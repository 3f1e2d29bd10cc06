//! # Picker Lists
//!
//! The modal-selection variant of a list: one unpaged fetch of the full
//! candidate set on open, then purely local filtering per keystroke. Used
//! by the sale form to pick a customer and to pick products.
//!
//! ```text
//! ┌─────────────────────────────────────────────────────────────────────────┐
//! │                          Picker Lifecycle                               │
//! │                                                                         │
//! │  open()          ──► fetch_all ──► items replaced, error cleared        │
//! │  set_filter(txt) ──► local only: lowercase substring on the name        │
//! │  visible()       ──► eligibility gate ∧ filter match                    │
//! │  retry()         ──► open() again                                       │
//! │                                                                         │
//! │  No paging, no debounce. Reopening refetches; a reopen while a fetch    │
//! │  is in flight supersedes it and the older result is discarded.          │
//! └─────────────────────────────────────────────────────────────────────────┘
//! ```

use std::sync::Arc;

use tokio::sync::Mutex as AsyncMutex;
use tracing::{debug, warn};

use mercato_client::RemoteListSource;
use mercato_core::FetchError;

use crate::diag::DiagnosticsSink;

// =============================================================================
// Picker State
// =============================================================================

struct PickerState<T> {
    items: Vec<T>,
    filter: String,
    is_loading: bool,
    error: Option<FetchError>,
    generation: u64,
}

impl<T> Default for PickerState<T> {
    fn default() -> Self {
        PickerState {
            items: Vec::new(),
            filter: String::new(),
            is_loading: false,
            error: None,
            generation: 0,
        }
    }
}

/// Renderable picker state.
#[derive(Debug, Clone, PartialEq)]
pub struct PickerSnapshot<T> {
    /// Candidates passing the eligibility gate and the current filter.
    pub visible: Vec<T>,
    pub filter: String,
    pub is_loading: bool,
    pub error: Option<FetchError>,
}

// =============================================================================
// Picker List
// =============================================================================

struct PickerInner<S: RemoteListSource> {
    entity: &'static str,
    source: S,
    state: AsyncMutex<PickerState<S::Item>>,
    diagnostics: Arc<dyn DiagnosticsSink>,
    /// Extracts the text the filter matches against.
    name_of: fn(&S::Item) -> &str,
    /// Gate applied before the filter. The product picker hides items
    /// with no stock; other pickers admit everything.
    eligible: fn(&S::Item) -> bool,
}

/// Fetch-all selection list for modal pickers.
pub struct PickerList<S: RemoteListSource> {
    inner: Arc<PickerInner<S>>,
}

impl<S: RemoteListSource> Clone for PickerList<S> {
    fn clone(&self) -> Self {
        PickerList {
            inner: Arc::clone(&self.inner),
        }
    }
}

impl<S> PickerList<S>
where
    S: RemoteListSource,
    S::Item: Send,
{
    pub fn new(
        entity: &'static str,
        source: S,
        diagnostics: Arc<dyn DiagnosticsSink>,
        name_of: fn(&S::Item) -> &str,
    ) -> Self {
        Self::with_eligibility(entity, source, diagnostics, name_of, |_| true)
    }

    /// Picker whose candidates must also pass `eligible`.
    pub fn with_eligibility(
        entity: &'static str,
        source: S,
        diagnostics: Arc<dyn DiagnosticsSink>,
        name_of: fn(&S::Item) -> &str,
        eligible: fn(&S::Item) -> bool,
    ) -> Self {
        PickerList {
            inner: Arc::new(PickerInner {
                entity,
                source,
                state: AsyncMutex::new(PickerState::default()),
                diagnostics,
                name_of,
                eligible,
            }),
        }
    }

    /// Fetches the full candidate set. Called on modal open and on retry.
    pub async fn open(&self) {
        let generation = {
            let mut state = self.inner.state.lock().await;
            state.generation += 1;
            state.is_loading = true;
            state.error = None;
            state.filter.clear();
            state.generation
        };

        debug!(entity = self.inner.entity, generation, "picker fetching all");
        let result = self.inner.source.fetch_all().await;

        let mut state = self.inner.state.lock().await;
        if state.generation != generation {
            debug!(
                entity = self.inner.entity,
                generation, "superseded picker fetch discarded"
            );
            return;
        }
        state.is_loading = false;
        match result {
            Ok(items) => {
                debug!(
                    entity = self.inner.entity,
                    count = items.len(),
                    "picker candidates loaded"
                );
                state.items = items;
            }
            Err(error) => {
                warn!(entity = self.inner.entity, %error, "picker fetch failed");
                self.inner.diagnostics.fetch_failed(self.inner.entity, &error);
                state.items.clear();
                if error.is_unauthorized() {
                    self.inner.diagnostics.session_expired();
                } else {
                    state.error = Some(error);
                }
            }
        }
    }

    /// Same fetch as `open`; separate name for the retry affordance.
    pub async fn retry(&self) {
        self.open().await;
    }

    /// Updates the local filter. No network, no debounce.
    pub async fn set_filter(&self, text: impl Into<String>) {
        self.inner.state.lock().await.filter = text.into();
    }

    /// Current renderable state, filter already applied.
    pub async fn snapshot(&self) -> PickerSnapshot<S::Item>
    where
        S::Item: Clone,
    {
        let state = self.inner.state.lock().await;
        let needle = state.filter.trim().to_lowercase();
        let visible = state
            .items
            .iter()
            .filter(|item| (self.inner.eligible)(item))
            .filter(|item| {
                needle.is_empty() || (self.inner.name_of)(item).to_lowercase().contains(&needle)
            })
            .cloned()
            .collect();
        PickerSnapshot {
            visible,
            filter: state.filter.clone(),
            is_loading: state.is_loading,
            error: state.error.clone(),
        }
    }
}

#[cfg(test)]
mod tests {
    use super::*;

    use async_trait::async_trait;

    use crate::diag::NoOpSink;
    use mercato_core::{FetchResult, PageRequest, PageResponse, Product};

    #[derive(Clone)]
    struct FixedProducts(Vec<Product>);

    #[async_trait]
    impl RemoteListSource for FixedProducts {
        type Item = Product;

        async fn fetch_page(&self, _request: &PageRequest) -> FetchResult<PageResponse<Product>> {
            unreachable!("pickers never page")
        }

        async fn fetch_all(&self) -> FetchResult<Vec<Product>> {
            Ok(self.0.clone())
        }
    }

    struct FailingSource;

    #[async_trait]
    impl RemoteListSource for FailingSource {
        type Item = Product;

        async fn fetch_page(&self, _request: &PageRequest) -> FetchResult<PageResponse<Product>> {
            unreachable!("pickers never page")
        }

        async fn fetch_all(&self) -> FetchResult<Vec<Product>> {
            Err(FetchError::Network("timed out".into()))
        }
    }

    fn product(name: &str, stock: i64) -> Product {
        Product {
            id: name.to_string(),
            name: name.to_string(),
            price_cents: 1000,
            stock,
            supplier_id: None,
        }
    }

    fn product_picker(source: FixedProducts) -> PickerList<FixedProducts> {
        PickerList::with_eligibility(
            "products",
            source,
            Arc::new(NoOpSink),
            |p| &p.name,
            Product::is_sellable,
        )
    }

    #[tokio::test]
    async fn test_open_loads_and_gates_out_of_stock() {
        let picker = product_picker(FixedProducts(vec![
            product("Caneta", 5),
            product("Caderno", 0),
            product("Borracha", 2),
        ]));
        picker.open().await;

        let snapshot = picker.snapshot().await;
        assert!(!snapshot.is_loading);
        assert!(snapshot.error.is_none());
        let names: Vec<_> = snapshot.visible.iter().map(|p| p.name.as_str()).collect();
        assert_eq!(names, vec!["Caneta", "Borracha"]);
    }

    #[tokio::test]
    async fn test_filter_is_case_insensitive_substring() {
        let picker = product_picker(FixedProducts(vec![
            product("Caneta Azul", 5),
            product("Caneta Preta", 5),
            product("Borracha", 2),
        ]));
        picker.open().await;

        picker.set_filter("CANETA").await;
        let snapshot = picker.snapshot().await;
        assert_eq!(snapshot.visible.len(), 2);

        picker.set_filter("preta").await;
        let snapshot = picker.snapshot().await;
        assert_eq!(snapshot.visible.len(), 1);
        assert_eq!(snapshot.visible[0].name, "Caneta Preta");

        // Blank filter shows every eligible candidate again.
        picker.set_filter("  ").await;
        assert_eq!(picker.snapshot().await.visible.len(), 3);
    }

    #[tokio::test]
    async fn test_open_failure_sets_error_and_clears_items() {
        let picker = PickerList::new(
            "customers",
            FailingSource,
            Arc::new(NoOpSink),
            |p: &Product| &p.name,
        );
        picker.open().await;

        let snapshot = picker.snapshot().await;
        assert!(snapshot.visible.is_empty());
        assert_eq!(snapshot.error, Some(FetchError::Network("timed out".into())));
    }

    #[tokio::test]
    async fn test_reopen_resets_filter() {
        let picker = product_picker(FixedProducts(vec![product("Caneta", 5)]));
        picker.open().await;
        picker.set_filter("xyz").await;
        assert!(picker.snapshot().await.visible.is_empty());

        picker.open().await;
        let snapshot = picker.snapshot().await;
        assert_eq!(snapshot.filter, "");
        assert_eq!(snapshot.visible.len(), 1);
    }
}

::::::

Apply a filter for "entity" to the data above, then copy each line that matches.

**RESULT OF THIS EXERCISE:**
    entity: &'static str,
        entity: &'static str,
        Self::with_eligibility(entity, source, diagnostics, name_of, |_| true)
        entity: &'static str,
                entity,
        debug!(entity = self.inner.entity, generation, "picker fetching all");
                entity = self.inner.entity,
                    entity = self.inner.entity,
                warn!(entity = self.inner.entity, %error, "picker fetch failed");
                self.inner.diagnostics.fetch_failed(self.inner.entity, &error);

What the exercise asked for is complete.